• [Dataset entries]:

——————

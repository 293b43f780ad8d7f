// Copyright 2025-present Harīṣh Tummalachērla
// SPDX-License-Identifier: Apache-2.0

//! Scoring and ranking: how matches get their numbers.
//!
//! Weights are costs. Every matched character adds what it took to reach it,
//! boundary hits earn a small credit, and whatever a partial match couldn't
//! consume is charged heavily. Ranking sorts ascending.

mod core;
pub mod ranking;

pub use self::core::*;
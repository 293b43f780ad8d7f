// Copyright 2025-present Harīṣh Tummalachērla
// SPDX-License-Identifier: Apache-2.0

//! CLI definitions for the namesift command-line interface.
//!
//! Two subcommands over a plain-text names file: `search` runs a fuzzy query
//! and prints ranked, highlighted matches; `lookup` resolves one exact name to
//! its token ids. The names file is rebuilt into an index on every run.

pub mod commands;
pub mod display;

use clap::{Parser, Subcommand};

#[derive(Parser)]
#[command(
    name = "namesift",
    about = "Fuzzy search over hierarchical names",
    version
)]
pub struct Cli {
    #[command(subcommand)]
    pub command: Commands,

    /// Log debug output to stderr
    #[arg(short, long, global = true)]
    pub verbose: bool,

    /// Only log errors
    #[arg(short, long, global = true, conflicts_with = "verbose")]
    pub quiet: bool,
}

#[derive(Subcommand)]
pub enum Commands {
    /// Fuzzy search a names file and display ranked matches
    Search {
        /// File with one qualified name per line
        file: String,

        /// Search query
        query: String,

        /// Maximum number of results to return
        #[arg(short, long, default_value = "10")]
        limit: usize,

        /// JSON search config (delimiter, weights, node budget)
        #[arg(short, long)]
        config: Option<String>,

        /// Print matches as JSON instead of a table
        #[arg(long)]
        json: bool,
    },

    /// Look up the token ids of one exact qualified name
    Lookup {
        /// File with one qualified name per line
        file: String,

        /// Qualified name, e.g. `std::vec::Vec`
        name: String,

        /// JSON search config (only the delimiter matters here)
        #[arg(short, long)]
        config: Option<String>,
    },
}
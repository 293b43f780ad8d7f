// Copyright 2025-present Harīṣh Tummalachērla
// SPDX-License-Identifier: Apache-2.0

use anyhow::Result;
use clap::Parser;

mod cli;
use cli::{commands, Cli, Commands};

fn main() -> Result<()> {
    let cli = Cli::parse();

    // Explicit flags win over RUST_LOG
    let filter = if cli.quiet {
        tracing_subscriber::EnvFilter::new("error")
    } else if cli.verbose {
        tracing_subscriber::EnvFilter::new("debug")
    } else {
        tracing_subscriber::EnvFilter::try_from_default_env()
            .unwrap_or_else(|_| tracing_subscriber::EnvFilter::new("info"))
    };
    tracing_subscriber::fmt()
        .with_env_filter(filter)
        .with_writer(std::io::stderr) // stdout carries results only
        .init();

    match cli.command {
        Commands::Search {
            file,
            query,
            limit,
            config,
            json,
        } => commands::run_search(&file, &query, limit, config.as_deref(), json),
        Commands::Lookup { file, name, config } => {
            commands::run_lookup(&file, &name, config.as_deref())
        }
    }
}
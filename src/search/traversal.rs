// Copyright 2025-present Harīṣh Tummalachērla
// SPDX-License-Identifier: Apache-2.0

//! Best-first fuzzy traversal of the trie.
//!
//! A match *chain* starts at some node, eats a prefix of the query with that
//! node's name, and continues into children with the rest. At every level the
//! children are scored against the remaining tail and visited cheapest first.
//! A child that can't consume a single character of the tail is dropped on the
//! spot: with fan-outs in the thousands (every function in a big namespace),
//! this pruning is the difference between a walk and a full scan.
//!
//! ```text
//! query "fb"          root
//!                    /    \
//!   chain start → foo      qux   ✗ ('f' not in "qux")
//!    "f" eaten   /   \
//!         ::bar ✓     ::baz ✓    both complete with "b"
//! ```
//!
//! Chains may start at any node, not just top-level ones, so `bar` finds
//! `foo::bar`. The node above a chain's first segment is recorded as the
//! result's `parent`; `get_matches` uses it to replay the chain.

use tracing::trace;

use crate::config::SearchConfig;
use crate::dictionary::Dictionary;
use crate::fuzzy::{match_segment, Segment, SegmentMatch};
use crate::scoring::{scope_skip_penalty, unmatched_penalty};
use crate::trie::Trie;
use crate::types::{NodeId, SearchResult, SearchResults, Weight};

/// State of one query's traversal. Each query builds its own, so concurrent
/// queries never share anything mutable.
pub(crate) struct FuzzyTraversal<'a> {
    trie: &'a Trie,
    dictionary: &'a Dictionary,
    config: &'a SearchConfig,
    query: &'a [char],
    visited: usize,
    truncated: bool,
    results: SearchResults,
}

impl<'a> FuzzyTraversal<'a> {
    pub(crate) fn new(
        trie: &'a Trie,
        dictionary: &'a Dictionary,
        config: &'a SearchConfig,
        query: &'a [char],
    ) -> Self {
        FuzzyTraversal {
            trie,
            dictionary,
            config,
            query,
            visited: 0,
            truncated: false,
            results: SearchResults::new(),
        }
    }

    pub(crate) fn visited(&self) -> usize {
        self.visited
    }

    /// Did the node budget cut the search short?
    pub(crate) fn is_truncated(&self) -> bool {
        self.truncated
    }

    pub(crate) fn into_results(self) -> SearchResults {
        self.results
    }

    /// Search at `node`, and with `recursive` everywhere below it.
    ///
    /// The root has no name, so it never starts a chain itself.
    pub(crate) fn search_from(&mut self, node: NodeId, recursive: bool) {
        if self.trie.node(node).parent().is_some() {
            self.start_chain(node, recursive);
        }
        if !recursive {
            return;
        }
        for start in self.trie.descendants(node) {
            if self.truncated {
                return;
            }
            self.start_chain(start, true);
        }
    }

    fn name(&self, node: NodeId) -> &'a str {
        match self.trie.node(node).name_id() {
            Some(id) => self.dictionary.get_word(id),
            None => "",
        }
    }

    /// Score one segment, or `None` once the budget is spent.
    fn evaluate(&mut self, segment: Segment<'_>, tail: &[char]) -> Option<SegmentMatch> {
        if let Some(max) = self.config.max_visited_nodes {
            if self.visited >= max {
                self.truncated = true;
                return None;
            }
        }
        self.visited += 1;
        Some(match_segment(&self.config.weights, segment, tail, None))
    }

    fn start_chain(&mut self, start: NodeId, recursive: bool) {
        let Some(boundary) = self.trie.node(start).parent() else {
            return;
        };
        let query = self.query;
        let segment = Segment::leading(self.name(start));
        let Some(first) = self.evaluate(segment, query) else {
            return;
        };
        if first.consumed == 0 {
            return;
        }

        let skipped = self.scope_penalty(start, boundary);
        self.extend_chain(start, boundary, 0, skipped, first, recursive);
    }

    /// Skipping structural scopes right above the chain start is free; every
    /// other skipped segment costs `scope_skip_penalty`.
    fn scope_penalty(&self, start: NodeId, boundary: NodeId) -> Weight {
        if boundary == self.trie.root() {
            return 0;
        }
        let depth = self.trie.depth(start) - 1;
        let structural = self.trie.get_parents_without_token_id(start).len();
        scope_skip_penalty(&self.config.weights, depth, structural)
    }

    /// `node` just consumed `matched.consumed` characters starting at `pos`.
    fn extend_chain(
        &mut self,
        node: NodeId,
        boundary: NodeId,
        pos: usize,
        weight: Weight,
        matched: SegmentMatch,
        recursive: bool,
    ) {
        let pos = pos + matched.consumed;
        let weight = weight.saturating_add(matched.weight);

        if pos == self.query.len() {
            trace!(?node, ?boundary, weight, "fuzzy completion");
            self.results.insert(SearchResult::new(weight, node, boundary));
            return;
        }
        if !recursive {
            return;
        }

        let (trie, config, query) = (self.trie, self.config, self.query);
        let tail = &query[pos..];
        let delimiter = config.delimiter.as_str();

        let mut candidates: Vec<(Weight, NodeId, SegmentMatch)> = Vec::new();
        for child in trie.node(node).children() {
            let segment = Segment::nested(delimiter, self.name(child));
            let Some(m) = self.evaluate(segment, tail) else {
                break;
            };
            if m.consumed == 0 {
                continue;
            }
            let partial = m
                .weight
                .saturating_add(unmatched_penalty(&config.weights, tail.len() - m.consumed));
            candidates.push((partial, child, m));
        }
        candidates.sort_by_key(|&(partial, child, _)| (partial, child));

        for (_, child, m) in candidates {
            self.extend_chain(child, boundary, pos, weight, m, true);
        }
    }
}
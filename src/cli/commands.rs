// Copyright 2025-present Harīṣh Tummalachērla
// SPDX-License-Identifier: Apache-2.0

//! Subcommand implementations.

use std::fs;
use std::path::Path;
use std::time::Instant;

use anyhow::{Context, Result};
use tracing::debug;

use namesift::{split_name, Id, SearchConfig, SearchIndex};

use super::display::{
    self, highlight, pad_left, row, section_bot, section_top, timing_ms, use_colors, weight_value,
};

fn load_config(path: Option<&str>) -> Result<SearchConfig> {
    match path {
        Some(path) => SearchConfig::from_file(path)
            .with_context(|| format!("Failed to load search config {}", path)),
        None => Ok(SearchConfig::default()),
    }
}

/// Build an index from a names file.
///
/// One qualified name per line; the token id is the 1-based line number.
/// Blank lines and lines starting with `#` are skipped.
pub fn load_index(path: &Path, config: SearchConfig) -> Result<SearchIndex> {
    let text = fs::read_to_string(path)
        .with_context(|| format!("Failed to read names file {}", path.display()))?;
    let mut index = SearchIndex::with_config(config).context("Invalid search config")?;

    let mut names = 0usize;
    for (line_no, line) in text.lines().enumerate() {
        let name = line.trim();
        if name.is_empty() || name.starts_with('#') {
            continue;
        }
        let segments = split_name(name, index.delimiter());
        index.insert(&segments, Id(line_no as u32 + 1));
        names += 1;
    }

    debug!(names, nodes = index.node_count(), file = %path.display(), "loaded names");
    Ok(index)
}

pub fn run_search(
    file: &str,
    query: &str,
    limit: usize,
    config: Option<&str>,
    json: bool,
) -> Result<()> {
    let index = load_index(Path::new(file), load_config(config)?)?;

    let start = Instant::now();
    let mut matches = index.run_fuzzy_search_and_get_matches(query);
    let elapsed = start.elapsed().as_secs_f64() * 1000.0;
    SearchIndex::log_matches(&matches, query);

    let total = matches.len();
    matches.truncate(limit);

    if json {
        let out = serde_json::to_string_pretty(&matches).context("Failed to serialize matches")?;
        println!("{}", out);
        return Ok(());
    }

    let colors = use_colors();
    section_top(&format!("\"{}\"", query));
    if matches.is_empty() {
        row(" no matches");
    }
    for (rank, m) in matches.iter().enumerate() {
        let tokens: Vec<String> = m.token_ids.iter().map(|id| id.to_string()).collect();
        row(&format!(
            " {} {} {}  {}",
            pad_left(&(rank + 1).to_string(), 3),
            pad_left(&weight_value(m.weight), 4),
            highlight(m, colors),
            display::themed(display::GRAY, &[], &format!("[{}]", tokens.join(", ")))
        ));
    }
    row(&format!(
        " {} of {} matches in {}",
        matches.len(),
        total,
        timing_ms(elapsed)
    ));
    section_bot();
    Ok(())
}

pub fn run_lookup(file: &str, name: &str, config: Option<&str>) -> Result<()> {
    let index = load_index(Path::new(file), load_config(config)?)?;

    let node = index
        .get_node(name)
        .with_context(|| format!("No such name: {}", name))?;
    let node = index.node(node);

    if node.is_structural() {
        println!("{} (scope, no tokens)", node.full_name());
        return Ok(());
    }
    let tokens: Vec<String> = node.token_ids().iter().map(|id| id.to_string()).collect();
    println!("{}\t{}", node.full_name(), tokens.join(" "));
    Ok(())
}
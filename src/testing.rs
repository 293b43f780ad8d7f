// Copyright 2025-present Harīṣh Tummalachērla
// SPDX-License-Identifier: Apache-2.0

//! Test utilities shared across unit and integration tests.
//!
//! This module is always compiled but hidden from documentation.
//! It provides canonical implementations of test helpers to avoid duplication.

#![doc(hidden)]

use crate::search::SearchIndex;
use crate::types::{Id, SearchMatch};
use crate::utils::{fold_case, split_name};

/// Build an index from `::`-joined names. Token id = position in `names`.
pub fn make_index(names: &[&str]) -> SearchIndex {
    let mut index = SearchIndex::new();
    for (i, name) in names.iter().enumerate() {
        let segments = split_name(name, index.delimiter());
        index.insert(&segments, Id(i as u32));
    }
    index
}

/// Check that the highlighted characters of `m` spell `query`, ignoring case.
pub fn highlights_spell_query(m: &SearchMatch, query: &str) -> bool {
    let chars: Vec<char> = m.full_name.chars().collect();
    let increasing = m.indices.windows(2).all(|w| w[0] < w[1]);
    let in_bounds = m.indices.iter().all(|&i| i < chars.len());
    if !increasing || !in_bounds || m.indices.len() != query.chars().count() {
        return false;
    }
    m.indices
        .iter()
        .zip(query.chars())
        .all(|(&i, q)| fold_case(chars[i]) == fold_case(q))
}
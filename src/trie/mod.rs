// Copyright 2025-present Harīṣh Tummalachērla
// SPDX-License-Identifier: Apache-2.0

//! The name trie.
//!
//! One node per distinct qualified-name prefix. `std::vec::Vec` and
//! `std::vec::IntoIter` share the `std` and `vec` nodes and fork below.
//!
//! Nodes live in an arena owned by the trie. A parent owns its children
//! through their slots; the parent link is a plain `NodeId` used to walk
//! upward and never keeps anything alive. Nothing is removed until `clear()`,
//! which throws the whole arena away and bumps the epoch so old handles fault
//! instead of silently pointing at new nodes.
//!
//! # Invariants
//!
//! - **UNIQUE_PATHS**: a node has at most one child per name id, so every
//!   root-to-node segment sequence is unique.
//! - **PARENT_LINKS**: `parent(child) == node` for every child of `node`;
//!   only the root has no parent and no name.

mod node_ref;

pub use node_ref::NodeRef;

use std::collections::{BTreeMap, BTreeSet};

use crate::types::{Id, NodeId};

/// One trie node: a single name segment plus the tokens that end here.
#[derive(Debug, Clone, Default)]
pub struct SearchNode {
    /// Interned segment; `None` only for the root
    name_id: Option<Id>,
    parent: Option<NodeId>,
    /// Children keyed by their name id
    children: BTreeMap<Id, NodeId>,
    token_ids: BTreeSet<Id>,
}

impl SearchNode {
    pub fn name_id(&self) -> Option<Id> {
        self.name_id
    }

    pub fn parent(&self) -> Option<NodeId> {
        self.parent
    }

    /// Children in name-id order.
    pub fn children(&self) -> impl Iterator<Item = NodeId> + '_ {
        self.children.values().copied()
    }

    pub fn child_count(&self) -> usize {
        self.children.len()
    }

    pub fn token_ids(&self) -> &BTreeSet<Id> {
        &self.token_ids
    }

    /// A node without tokens only exists to hold its descendants.
    pub fn is_structural(&self) -> bool {
        self.token_ids.is_empty()
    }
}

/// Arena of `SearchNode`s rooted at slot 0.
#[derive(Debug, Clone)]
pub struct Trie {
    nodes: Vec<SearchNode>,
    epoch: u32,
}

impl Default for Trie {
    fn default() -> Self {
        Self::new()
    }
}

impl Trie {
    pub fn new() -> Self {
        Trie {
            nodes: vec![SearchNode::default()],
            epoch: 0,
        }
    }

    pub fn root(&self) -> NodeId {
        NodeId::new(0, self.epoch)
    }

    /// Number of nodes, root included.
    pub fn len(&self) -> usize {
        self.nodes.len()
    }

    /// True when only the root exists.
    pub fn is_empty(&self) -> bool {
        self.nodes.len() == 1
    }

    /// Resolve a handle.
    ///
    /// Panics on handles from before the last `clear()`. Handles from another
    /// trie are not detected.
    pub fn node(&self, id: NodeId) -> &SearchNode {
        self.check(id);
        &self.nodes[id.slot()]
    }

    fn node_mut(&mut self, id: NodeId) -> &mut SearchNode {
        self.check(id);
        &mut self.nodes[id.slot()]
    }

    fn check(&self, id: NodeId) {
        assert!(
            id.epoch == self.epoch && id.slot() < self.nodes.len(),
            "stale node handle {:?}: the index was cleared after it was issued",
            id
        );
    }

    /// Walk (and extend) the path below `from`, one name id per level.
    ///
    /// Existing children are reused, missing ones created. Returns the node
    /// the last id leads to, or `from` itself for an empty path.
    pub fn add_node_recursive(&mut self, from: NodeId, name_ids: &[Id]) -> NodeId {
        let Some((&name_id, rest)) = name_ids.split_first() else {
            return from;
        };

        let child = match self.get_child_with_name_id(from, name_id) {
            Some(child) => child,
            None => {
                let child = NodeId::new(self.nodes.len(), self.epoch);
                self.nodes.push(SearchNode {
                    name_id: Some(name_id),
                    parent: Some(from),
                    ..SearchNode::default()
                });
                self.node_mut(from).children.insert(name_id, child);
                child
            }
        };

        self.add_node_recursive(child, rest)
    }

    /// Same walk as `add_node_recursive`, but never creates anything.
    pub fn get_node_recursive(&self, from: NodeId, name_ids: &[Id]) -> Option<NodeId> {
        match name_ids.split_first() {
            None => Some(from),
            Some((&name_id, rest)) => {
                let child = self.get_child_with_name_id(from, name_id)?;
                self.get_node_recursive(child, rest)
            }
        }
    }

    pub fn get_child_with_name_id(&self, node: NodeId, name_id: Id) -> Option<NodeId> {
        self.node(node).children.get(&name_id).copied()
    }

    /// Register a token on a node. Returns false if it was already there.
    pub fn add_token_id(&mut self, node: NodeId, token_id: Id) -> bool {
        self.node_mut(node).token_ids.insert(token_id)
    }

    /// Structural ancestors directly above `node`, nearest first.
    ///
    /// Stops before the first ancestor carrying a token, and never includes
    /// the root.
    pub fn get_parents_without_token_id(&self, node: NodeId) -> Vec<NodeId> {
        let mut parents = Vec::new();
        let mut current = self.node(node).parent;
        while let Some(id) = current {
            let parent = self.node(id);
            if parent.parent.is_none() || !parent.is_structural() {
                break;
            }
            parents.push(id);
            current = parent.parent;
        }
        parents
    }

    /// Nodes from `node` (inclusive) up to `boundary` (exclusive), leaf first.
    ///
    /// If `boundary` is not an ancestor the walk stops below the root.
    pub fn get_nodes_to_parent(&self, node: NodeId, boundary: NodeId) -> Vec<NodeId> {
        let mut nodes = Vec::new();
        let mut current = Some(node);
        while let Some(id) = current {
            if id == boundary {
                break;
            }
            let entry = self.node(id);
            if entry.parent.is_none() {
                break;
            }
            nodes.push(id);
            current = entry.parent;
        }
        nodes
    }

    /// Number of named segments from the root down to `node`.
    pub fn depth(&self, node: NodeId) -> usize {
        let mut depth = 0;
        let mut current = self.node(node).parent;
        while let Some(id) = current {
            depth += 1;
            current = self.node(id).parent;
        }
        depth
    }

    /// Every node below the root, parents before children.
    pub fn descendants(&self, node: NodeId) -> Vec<NodeId> {
        let mut out = Vec::new();
        let mut stack: Vec<NodeId> = self.node(node).children().collect();
        stack.reverse();
        while let Some(id) = stack.pop() {
            out.push(id);
            let before = stack.len();
            stack.extend(self.node(id).children());
            stack[before..].reverse();
        }
        out
    }

    /// Drop every node except a fresh root. Outstanding handles go stale.
    pub fn clear(&mut self) {
        self.nodes.clear();
        self.nodes.push(SearchNode::default());
        self.epoch = self.epoch.wrapping_add(1);
    }
}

——————

• [Task to carry out]:
Look through the entries above and report the number of lines that contain "Instant". Write only the number.

• [Task output]:
2